I think the problem began about the time when I updated from iOS 5.1.x to iOS 6.1.3 but I am not sure. It's hard to the exact time in revision history when the problem has started, because I did all longer tests on the fancy iPhone 5 and just quick tests on iPhone 4 (OK, lesson learned ;-).

I use the 'old style' pull approach to fetch CMDeviceMotion instances i.e. startDeviceMotionUpdates without block handler. The pulling code runs in a separate thread, which turned out to be the most perfomant way - Well, in the past.

Unity's built-in iOS profiler (console) doesn't show significant memory consumption, but I think native code plugin is not considered in statistics. Xcode profiler too didn't show any leaks as far as I can see it. Just a bulk of memory allocations and deallocs, which was a bit surprising to me (I think recycling CMDeviceMotion instances internally might be faster when polling, but who cares).

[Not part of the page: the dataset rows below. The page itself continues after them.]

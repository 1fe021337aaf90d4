use serde::{Serialize, Serializer};
use std::collections::HashMap;
use std::error::Error as StdError;
use std::fmt::{Display, Formatter};

#[derive(Debug, Default, Clone, Eq, PartialEq, Ord, PartialOrd, Hash)]
pub struct MappingError(String);

impl Display for MappingError {
    fn fmt(&self, f: &mut Formatter<'_>) -> std::fmt::Result {
        Display::fmt(&self.0, f)
    }
}

impl StdError for MappingError {}

/// The header row of a CSV source: column names in file order plus a reverse index.
#[derive(Default, Debug, Clone, Eq, PartialEq)]
pub struct Mapping {
    headers: Vec<Header>,
    header_map: HashMap<Header, usize>,
}

impl Mapping {
    /// Create a new `Mapping` from a list of header strings. Duplicate headers are rejected
    /// because cells could no longer be addressed by name.
    pub fn new<S, I>(headers: I) -> Result<Self, MappingError>
    where
        S: Into<String>,
        I: IntoIterator<Item = S>,
    {
        let headers: Vec<Header> = headers.into_iter().map(|s| s.into().into()).collect();

        let header_map: HashMap<Header, usize> = headers
            .iter()
            .enumerate()
            .map(|(idx, key)| (key.to_owned(), idx))
            .collect();

        if header_map.len() != headers.len() {
            let mut seen = HashMap::new();
            let duplicate = headers
                .iter()
                .find(|h| seen.insert(*h, ()).is_some())
                .map(|h| h.as_ref().to_string())
                .unwrap_or_default();
            return Err(MappingError(format!(
                "Encountered a duplicate header '{duplicate}'"
            )));
        }

        Ok(Self {
            headers,
            header_map,
        })
    }

    pub fn len(&self) -> usize {
        self.headers.len()
    }

    pub fn is_empty(&self) -> bool {
        self.headers.is_empty()
    }

    pub fn headers(&self) -> &[Header] {
        &self.headers
    }

    pub fn header_index(&self, header: impl Into<Header>) -> Option<usize> {
        let h = header.into();
        self.header_map.get(&h).cloned()
    }

    /// Like `header_index` but for columns the caller cannot do without.
    pub fn require(&self, header: &str) -> Result<usize, MappingError> {
        self.header_index(header).ok_or_else(|| {
            MappingError(format!(
                "The required column '{header}' is missing, found columns: {}",
                self.headers
                    .iter()
                    .map(|h| format!("'{}'", h.as_ref()))
                    .collect::<Vec<_>>()
                    .join(", ")
            ))
        })
    }
}

impl Serialize for Mapping {
    fn serialize<S>(&self, serializer: S) -> Result<S::Ok, S::Error>
    where
        S: Serializer,
    {
        serializer.collect_seq(self.headers.iter().map(|h| h.as_ref()))
    }
}

/// Represents a column header in the CSV source, for example, `Total (EUR)`
#[derive(Default, Debug, Clone, Eq, PartialEq, Ord, PartialOrd, Hash, Serialize)]
#[serde(transparent)]
pub struct Header(String);

impl AsRef<str> for Header {
    fn as_ref(&self) -> &str {
        self.0.as_str()
    }
}

impl<S: Into<String>> From<S> for Header {
    fn from(value: S) -> Self {
        Self(value.into())
    }
}

impl Display for Header {
    fn fmt(&self, f: &mut Formatter<'_>) -> std::fmt::Result {
        Display::fmt(&self.0, f)
    }
}
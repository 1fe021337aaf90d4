//! Configuration handling for the dashboard.
//!
//! Settings come from three places, in order of precedence: command line flags (or their
//! environment variables), an optional `config.json` passed with `--config`, and built-in
//! defaults that reproduce the original behaviour (read `transactions 20205.csv` from the working
//! directory, serve on `127.0.0.1:8050`).

use crate::args::{Common, ServeArgs};
use crate::model::UnitsSource;
use crate::{utils, Result};
use anyhow::Context;
use serde::{Deserialize, Serialize};
use std::net::SocketAddr;
use std::path::{Path, PathBuf};

const APP_NAME: &str = "txn-dashboard";
const CONFIG_VERSION: u8 = 1;
pub const DEFAULT_SOURCE: &str = "transactions 20205.csv";
pub const DEFAULT_HOST: &str = "127.0.0.1";
pub const DEFAULT_PORT: u16 = 8050;

/// The resolved configuration of the app. It is built once at startup and handed to whatever
/// needs it; nothing reads flags or the environment after that.
#[derive(Debug, Clone, Eq, PartialEq)]
pub struct Config {
    source: PathBuf,
    units: UnitsSource,
    host: String,
    port: u16,
    config_path: Option<PathBuf>,
}

impl Config {
    /// A configuration that reads `source` and otherwise uses the defaults.
    pub fn new(source: impl Into<PathBuf>) -> Self {
        Self {
            source: source.into(),
            units: UnitsSource::default(),
            host: DEFAULT_HOST.to_string(),
            port: DEFAULT_PORT,
            config_path: None,
        }
    }

    pub fn with_units(mut self, units: UnitsSource) -> Self {
        self.units = units;
        self
    }

    pub fn with_address(mut self, host: impl Into<String>, port: u16) -> Self {
        self.host = host.into();
        self.port = port;
        self
    }

    /// Resolves the configuration from the command line, loading the `--config` file if one was
    /// given.
    pub async fn load(common: &Common, serve: Option<&ServeArgs>) -> Result<Self> {
        let (file, base_dir) = match common.config() {
            Some(path) => {
                let file = ConfigFile::load(path).await?;
                let base_dir = path.parent().map(Path::to_path_buf).unwrap_or_default();
                (file, base_dir)
            }
            None => (ConfigFile::default(), PathBuf::new()),
        };

        let source = match (common.source(), file.source.as_ref()) {
            (Some(flag), _) => flag.to_path_buf(),
            (None, Some(from_file)) if from_file.is_relative() => base_dir.join(from_file),
            (None, Some(from_file)) => from_file.clone(),
            (None, None) => PathBuf::from(DEFAULT_SOURCE),
        };

        let units = UnitsSource::from_column(
            common
                .units_column()
                .map(str::to_string)
                .or(file.units_column),
        );

        let host = serve
            .and_then(|s| s.host().map(str::to_string))
            .or(file.host)
            .unwrap_or_else(|| DEFAULT_HOST.to_string());
        let port = serve
            .and_then(ServeArgs::port)
            .or(file.port)
            .unwrap_or(DEFAULT_PORT);

        Ok(Self {
            source,
            units,
            host,
            port,
            config_path: common.config().map(Path::to_path_buf),
        })
    }

    /// The CSV file read at startup and on every reload.
    pub fn source(&self) -> &Path {
        &self.source
    }

    pub fn units(&self) -> &UnitsSource {
        &self.units
    }

    pub fn host(&self) -> &str {
        &self.host
    }

    pub fn port(&self) -> u16 {
        self.port
    }

    pub fn config_path(&self) -> Option<&Path> {
        self.config_path.as_deref()
    }

    /// The address the server binds to.
    pub fn address(&self) -> Result<SocketAddr> {
        let addr = format!("{}:{}", self.host, self.port);
        addr.parse()
            .with_context(|| format!("Invalid host and port '{addr}'"))
    }
}

/// Represents the serialization and deserialization format of the configuration file.
///
/// Example configuration:
/// ```json
/// {
///   "app_name": "txn-dashboard",
///   "config_version": 1,
///   "source": "data/transactions.csv",
///   "units_column": "Quantity",
///   "host": "0.0.0.0",
///   "port": 8050
/// }
/// ```
#[derive(Debug, Clone, Serialize, Deserialize, Eq, PartialEq)]
struct ConfigFile {
    /// Application name, should always be "txn-dashboard"
    app_name: String,

    /// Configuration file version
    config_version: u8,

    /// Path to the transactions CSV, relative to the config file or absolute
    #[serde(default, skip_serializing_if = "Option::is_none")]
    source: Option<PathBuf>,

    /// A column holding per-row quantities. Every row counts as one unit when absent.
    #[serde(default, skip_serializing_if = "Option::is_none")]
    units_column: Option<String>,

    #[serde(default, skip_serializing_if = "Option::is_none")]
    host: Option<String>,

    #[serde(default, skip_serializing_if = "Option::is_none")]
    port: Option<u16>,
}

impl Default for ConfigFile {
    fn default() -> Self {
        Self {
            app_name: APP_NAME.to_string(),
            config_version: CONFIG_VERSION,
            source: None,
            units_column: None,
            host: None,
            port: None,
        }
    }
}

impl ConfigFile {
    /// Loads a ConfigFile from the specified path.
    ///
    /// # Errors
    /// Returns an error if the file cannot be read or parsed, or if it belongs to another app
    pub async fn load(path: impl AsRef<Path>) -> Result<Self> {
        let path = path.as_ref();
        let content = utils::read(path).await?;

        let config: ConfigFile = serde_json::from_str(&content)
            .with_context(|| format!("Failed to parse config file at {}", path.display()))?;

        anyhow::ensure!(
            config.app_name == APP_NAME,
            "Invalid app_name in config file: expected '{}', got '{}'",
            APP_NAME,
            config.app_name
        );

        Ok(config)
    }

    #[cfg(test)]
    pub async fn save(&self, path: impl AsRef<Path>) -> Result<()> {
        let p = path.as_ref();
        let data = serde_json::to_string_pretty(self).context("Unable to serialize config")?;
        utils::write(p, data)
            .await
            .context("Unable to write config file")
    }
}
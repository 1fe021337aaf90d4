use crate::error::LoadError;
use crate::model::mapping::{Header, Mapping};
use crate::model::{Amount, TransactionDate, WeekStart};
use serde::{Deserialize, Serialize};
use std::str::FromStr;

pub const DATE_STR: &str = "Date";
pub const TOTAL_STR: &str = "Total (EUR)";
pub const WEEK_STR: &str = "Week";
pub const UNITS_SOLD_STR: &str = "Units Sold";

/// The CSV header row is line 1, so data row `n` (0-based) is on line `n + 2`.
const FIRST_DATA_LINE: u64 = 2;

/// Where the per-row unit count comes from.
///
/// Exported statements usually have one row per item sold, so every row counts as one unit
/// unless a quantity column is configured.
#[derive(Debug, Clone, Default, Eq, PartialEq, Hash, Serialize, Deserialize)]
#[serde(rename_all = "snake_case")]
pub enum UnitsSource {
    #[default]
    PerRow,
    Column(String),
}

impl UnitsSource {
    pub fn from_column(column: Option<impl Into<String>>) -> Self {
        match column {
            Some(c) => UnitsSource::Column(c.into()),
            None => UnitsSource::PerRow,
        }
    }
}

/// The full table loaded from one source: every row with its derived week and unit count.
#[derive(Default, Debug, Clone, Eq, PartialEq, Serialize)]
#[serde(rename_all = "snake_case")]
pub struct Transactions {
    mapping: Mapping,
    /// Column names in display order: the source headers followed by any derived columns the
    /// source did not already have.
    columns: Vec<Header>,
    date_ix: usize,
    total_ix: usize,
    data: Vec<Transaction>,
}

impl Transactions {
    /// Builds the table from a header row and data rows. Any bad cell fails the whole table.
    pub fn new<S, R>(
        headers: impl IntoIterator<Item = S>,
        rows: impl IntoIterator<Item = R>,
        units: &UnitsSource,
    ) -> Result<Self, LoadError>
    where
        S: Into<String>,
        R: IntoIterator<Item = S>,
    {
        let mapping = Mapping::new(headers).map_err(|e| LoadError::SchemaError(e.to_string()))?;
        let date_ix = mapping
            .require(DATE_STR)
            .map_err(|e| LoadError::SchemaError(e.to_string()))?;
        let total_ix = mapping
            .require(TOTAL_STR)
            .map_err(|e| LoadError::SchemaError(e.to_string()))?;
        let units_ix = match units {
            UnitsSource::PerRow => None,
            UnitsSource::Column(name) => Some(
                mapping
                    .require(name)
                    .map_err(|e| LoadError::SchemaError(e.to_string()))?,
            ),
        };

        let mut columns = mapping.headers().to_vec();
        for derived in [WEEK_STR, UNITS_SOLD_STR] {
            if mapping.header_index(derived).is_none() {
                columns.push(derived.into());
            }
        }

        let mut data = Vec::new();
        for (row_ix, row) in rows.into_iter().enumerate() {
            let line = row_ix as u64 + FIRST_DATA_LINE;
            let cells: Vec<String> = row.into_iter().map(|s| s.into()).collect();
            if cells.len() != mapping.len() {
                return Err(LoadError::parse(
                    line,
                    "<record>",
                    format!(
                        "Expected {} fields but found {}",
                        mapping.len(),
                        cells.len()
                    ),
                ));
            }
            data.push(Transaction::new(line, &mapping, cells, date_ix, total_ix, units_ix)?);
        }

        Ok(Self {
            mapping,
            columns,
            date_ix,
            total_ix,
            data,
        })
    }

    pub fn mapping(&self) -> &Mapping {
        &self.mapping
    }

    pub fn columns(&self) -> &[Header] {
        &self.columns
    }

    pub fn data(&self) -> &[Transaction] {
        &self.data
    }

    pub fn len(&self) -> usize {
        self.data.len()
    }

    pub fn is_empty(&self) -> bool {
        self.data.is_empty()
    }

    /// The sum of every row's total, or `None` if it does not fit in a `Decimal`.
    pub fn total(&self) -> Option<Amount> {
        self.data
            .iter()
            .try_fold(Amount::default(), |sum, t| sum.checked_add(&t.total))
    }

    /// Renders one row as display strings, one per entry of `columns()`. Parsed columns show
    /// their normalized value; everything else passes through untouched.
    pub fn display_row(&self, transaction: &Transaction) -> Vec<String> {
        self.columns
            .iter()
            .enumerate()
            .map(|(ix, column)| match column.as_ref() {
                WEEK_STR => transaction.week_start.to_string(),
                UNITS_SOLD_STR => transaction.units_sold.to_string(),
                _ if ix == self.date_ix => transaction.date.to_string(),
                _ if ix == self.total_ix => transaction.total.to_string(),
                _ => transaction.cells.get(ix).cloned().unwrap_or_default(),
            })
            .collect()
    }
}

/// A single source row plus its derived fields.
#[derive(Debug, Clone, Eq, PartialEq, Serialize)]
#[serde(rename_all = "snake_case")]
pub struct Transaction {
    /// The line of the source this row was read from.
    line: u64,
    date: TransactionDate,
    total: Amount,
    week_start: WeekStart,
    units_sold: u64,
    /// The raw cells, in source column order.
    cells: Vec<String>,
}

impl Transaction {
    fn new(
        line: u64,
        mapping: &Mapping,
        cells: Vec<String>,
        date_ix: usize,
        total_ix: usize,
        units_ix: Option<usize>,
    ) -> Result<Self, LoadError> {
        let cell = |ix: usize| cells.get(ix).map(String::as_str).unwrap_or_default();
        let header = |ix: usize| {
            mapping
                .headers()
                .get(ix)
                .map(|h| h.as_ref().to_string())
                .unwrap_or_default()
        };

        let date = TransactionDate::from_str(cell(date_ix))
            .map_err(|e| LoadError::parse(line, header(date_ix), e.to_string()))?;
        let week_start = date.week_start().ok_or_else(|| {
            LoadError::parse(line, header(date_ix), "The date is out of the supported range")
        })?;
        let total = Amount::from_str(cell(total_ix)).map_err(|e| {
            LoadError::parse(
                line,
                header(total_ix),
                format!("Invalid amount '{}': {e}", cell(total_ix)),
            )
        })?;
        let units_sold = match units_ix {
            None => 1,
            Some(ix) => cell(ix).trim().parse::<u64>().map_err(|e| {
                LoadError::parse(
                    line,
                    header(ix),
                    format!("Invalid unit count '{}': {e}", cell(ix)),
                )
            })?,
        };

        Ok(Self {
            line,
            date,
            total,
            week_start,
            units_sold,
            cells,
        })
    }

    pub fn line(&self) -> u64 {
        self.line
    }

    pub fn date(&self) -> TransactionDate {
        self.date
    }

    pub fn total(&self) -> Amount {
        self.total
    }

    pub fn week_start(&self) -> WeekStart {
        self.week_start
    }

    pub fn units_sold(&self) -> u64 {
        self.units_sold
    }

    pub fn cells(&self) -> &[String] {
        &self.cells
    }
}

#[cfg(test)]
mod tests {
    use super::*;
    use rust_decimal::Decimal;

    fn rows(data: &[&[&str]]) -> Vec<Vec<String>> {
        data.iter()
            .map(|r| r.iter().map(|s| s.to_string()).collect())
            .collect()
    }

    #[test]
    fn test_derives_week_and_units() {
        let t = Transactions::new(
            ["Date", "Description", "Total (EUR)"].map(String::from),
            rows(&[&["04/01/2024", "Coffee", "3.50"]]),
            &UnitsSource::PerRow,
        )
        .unwrap();
        let row = &t.data()[0];
        assert_eq!(row.week_start().to_string(), "2024-01-01");
        assert_eq!(row.units_sold(), 1);
        assert_eq!(row.total().value(), Decimal::from_str("3.50").unwrap());
    }

    #[test]
    fn test_columns_append_derived_fields() {
        let t = Transactions::new(
            ["Date", "Description", "Total (EUR)"].map(String::from),
            rows(&[&["04/01/2024", "Coffee", "3.50"]]),
            &UnitsSource::PerRow,
        )
        .unwrap();
        let columns: Vec<&str> = t.columns().iter().map(|c| c.as_ref()).collect();
        assert_eq!(
            columns,
            vec!["Date", "Description", "Total (EUR)", "Week", "Units Sold"]
        );
        assert_eq!(
            t.display_row(&t.data()[0]),
            vec!["2024-01-04", "Coffee", "3.50", "2024-01-01", "1"]
        );
    }

    #[test]
    fn test_existing_week_column_is_replaced_in_place() {
        let t = Transactions::new(
            ["Week", "Date", "Total (EUR)"].map(String::from),
            rows(&[&["whatever", "10/01/2024", "1"]]),
            &UnitsSource::PerRow,
        )
        .unwrap();
        let columns: Vec<&str> = t.columns().iter().map(|c| c.as_ref()).collect();
        assert_eq!(columns, vec!["Week", "Date", "Total (EUR)", "Units Sold"]);
        assert_eq!(
            t.display_row(&t.data()[0]),
            vec!["2024-01-08", "2024-01-10", "1", "1"]
        );
    }

    #[test]
    fn test_missing_total_column_is_schema_error() {
        let err = Transactions::new(
            ["Date", "Amount"].map(String::from),
            rows(&[&["04/01/2024", "3.50"]]),
            &UnitsSource::PerRow,
        )
        .unwrap_err();
        assert!(matches!(err, LoadError::SchemaError(_)), "{err}");
    }

    #[test]
    fn test_bad_date_is_parse_error_with_line() {
        let err = Transactions::new(
            ["Date", "Total (EUR)"].map(String::from),
            rows(&[&["04/01/2024", "1.00"], &["yesterday", "2.00"]]),
            &UnitsSource::PerRow,
        )
        .unwrap_err();
        match err {
            LoadError::ParseError { line, column, .. } => {
                assert_eq!(line, 3);
                assert_eq!(column, "Date");
            }
            other => panic!("unexpected error {other}"),
        }
    }

    #[test]
    fn test_bad_amount_is_parse_error() {
        let err = Transactions::new(
            ["Date", "Total (EUR)"].map(String::from),
            rows(&[&["04/01/2024", "abc"]]),
            &UnitsSource::PerRow,
        )
        .unwrap_err();
        assert!(matches!(err, LoadError::ParseError { .. }), "{err}");
    }

    #[test]
    fn test_units_from_column() {
        let t = Transactions::new(
            ["Date", "Qty", "Total (EUR)"].map(String::from),
            rows(&[&["04/01/2024", "3", "9.00"], &["05/01/2024", " 2 ", "4.00"]]),
            &UnitsSource::Column("Qty".into()),
        )
        .unwrap();
        let units: Vec<u64> = t.data().iter().map(|r| r.units_sold()).collect();
        assert_eq!(units, vec![3, 2]);
    }

    #[test]
    fn test_units_column_missing_or_malformed() {
        let missing = Transactions::new(
            ["Date", "Total (EUR)"].map(String::from),
            rows(&[&["04/01/2024", "9.00"]]),
            &UnitsSource::Column("Qty".into()),
        )
        .unwrap_err();
        assert!(matches!(missing, LoadError::SchemaError(_)));

        let malformed = Transactions::new(
            ["Date", "Qty", "Total (EUR)"].map(String::from),
            rows(&[&["04/01/2024", "-1", "9.00"]]),
            &UnitsSource::Column("Qty".into()),
        )
        .unwrap_err();
        assert!(matches!(malformed, LoadError::ParseError { .. }));
    }

    #[test]
    fn test_total_is_sum_of_rows() {
        let t = Transactions::new(
            ["Date", "Total (EUR)"].map(String::from),
            rows(&[&["01/01/2024", "1.10"], &["20/02/2024", "€2.20"]]),
            &UnitsSource::PerRow,
        )
        .unwrap();
        assert_eq!(t.total().unwrap().value(), Decimal::from_str("3.30").unwrap());
        assert_eq!(t.data()[1].line(), 3);
    }
}
//! Handlers for the `serve` and `summary` subcommands.

mod serve;
mod summary;

use serde::Serialize;
use std::fmt::Debug;
use tracing::info;

pub use serve::serve;
pub use summary::summary;

/// What a command hands back to `main`: text for the user, plus the data it was rendered from
/// when there is any.
#[derive(Debug, Clone, Serialize)]
pub struct Out<T>
where
    T: Serialize + Clone + Debug,
{
    message: String,
    structure: Option<T>,
}

impl<T> Out<T>
where
    T: Serialize + Clone + Debug,
{
    pub fn new(message: impl Into<String>, structure: T) -> Self {
        Self {
            message: message.into(),
            structure: Some(structure),
        }
    }

    pub fn new_message(message: impl Into<String>) -> Self {
        Self {
            message: message.into(),
            structure: None,
        }
    }

    pub fn message(&self) -> &str {
        &self.message
    }

    pub fn structure(&self) -> Option<&T> {
        self.structure.as_ref()
    }

    /// Logs the message. Long-running commands report through the log rather than stdout.
    pub fn log(&self) {
        info!("{}", self.message);
    }
}
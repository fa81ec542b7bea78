//! Counting backend trait for abstracting local and remote counter storage.

use std::sync::Arc;
use std::time::{Duration, Instant};

use async_trait::async_trait;
use tracing::info;

use crate::config::BackendConfig;
use crate::error::Result;

use super::local::LocalBackend;
use super::redis::RedisBackend;
use super::window::LimiterSettings;

/// Live counter state for one key.
#[derive(Debug, Clone, Copy, PartialEq, Eq)]
pub struct ClientState {
    /// Requests counted in the current window
    pub count: u64,
    /// When the current window ends, if the backend can tell
    pub window_expires_at: Option<Instant>,
}

impl ClientState {
    /// Time left in the window as seen from `now`.
    pub fn time_until_reset(&self, now: Instant) -> Option<Duration> {
        self.window_expires_at
            .map(|expires_at| expires_at.saturating_duration_since(now))
    }
}

/// Outcome of one atomic admission attempt.
#[derive(Debug, Clone, Copy, PartialEq, Eq)]
pub enum Admission {
    /// No live window existed; a new one was started with this request as #1.
    WindowStarted {
        /// Length of the window just started
        window: Duration,
    },
    /// The request was counted in the live window.
    Counted {
        /// Count after this request
        count: u64,
        /// Time until the window resets, if known
        reset_after: Option<Duration>,
    },
    /// The live window is exhausted; nothing was written.
    Rejected {
        /// Count of the exhausted window
        count: u64,
        /// Time until the window resets, if known
        reset_after: Option<Duration>,
    },
}

impl Admission {
    /// Whether the request is admitted.
    pub fn is_allowed(&self) -> bool {
        !matches!(self, Admission::Rejected { .. })
    }

    /// Requests counted in the window after this decision.
    pub fn count(&self) -> u64 {
        match self {
            Admission::WindowStarted { .. } => 1,
            Admission::Counted { count, .. } | Admission::Rejected { count, .. } => *count,
        }
    }

    /// Best-effort hint for when the window resets.
    pub fn reset_after(&self) -> Option<Duration> {
        match self {
            Admission::WindowStarted { window } => Some(*window),
            Admission::Counted { reset_after, .. } | Admission::Rejected { reset_after, .. } => {
                *reset_after
            }
        }
    }

    /// Requests still admissible in the window.
    pub fn remaining(&self, max_requests: u64) -> u64 {
        max_requests.saturating_sub(self.count())
    }
}

/// Storage for per-key request counters.
///
/// Implementations must be safe to call concurrently, and calls against the
/// same key must be linearizable. The backend is the only authority on window
/// expiry: an expired record is never reported as present.
#[async_trait]
pub trait CounterBackend: Send + Sync {
    /// Replace any record for `key` with a fresh window holding one request.
    async fn init_client_data(&self, key: &str, window: Duration) -> Result<()>;

    /// Add one request to an existing record. A missing key is left untouched.
    async fn increment(&self, key: &str) -> Result<()>;

    /// Read the live record for `key`, or `None` if absent or expired.
    async fn get_client_state(&self, key: &str) -> Result<Option<ClientState>>;

    /// Read, decide and write as one atomic step.
    ///
    /// This is the primitive the limiter uses; composing the three calls
    /// above from the outside lets concurrent callers over-admit.
    async fn try_admit(&self, key: &str, settings: &LimiterSettings) -> Result<Admission>;
}

/// Build the backend selected by configuration.
pub async fn build_backend(config: &BackendConfig) -> Result<Arc<dyn CounterBackend>> {
    match config {
        BackendConfig::Local { sweep_interval_ms } => {
            let backend = Arc::new(LocalBackend::new());
            if let Some(interval_ms) = sweep_interval_ms.filter(|ms| *ms > 0) {
                backend.spawn_sweeper(Duration::from_millis(interval_ms));
            }
            info!(sweep_interval_ms = ?sweep_interval_ms, "Using local counting backend");
            Ok(backend)
        }
        BackendConfig::Redis(redis_config) => {
            let backend = RedisBackend::connect(redis_config).await?;
            Ok(Arc::new(backend))
        }
    }
}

Question: Are there any known issues for this constellation on iOS 6? I mean, pulling, running in a separate thread, 60 Hz, combined with Unity game engine + Open GL ES 2, ...

Was it helpful?

Solution

Finally I found the culprit: deviceMotionUpdateInterval
To be more precise changing the interval pretty often.

According to section Choosing a Motion Event Update Interval in Event Handling Guide for iOS a larger interval improves battery life. So I implemented some logic to slow down the frequency to 2Hz when the game is not active i.e. game over, pausing, main menu, ... When resuming game play the frequency was set to 60 Hz again.

After commenting out the code for changing the frequency, the problem disappeared. So I decided to not longer try to save battery consumption this way.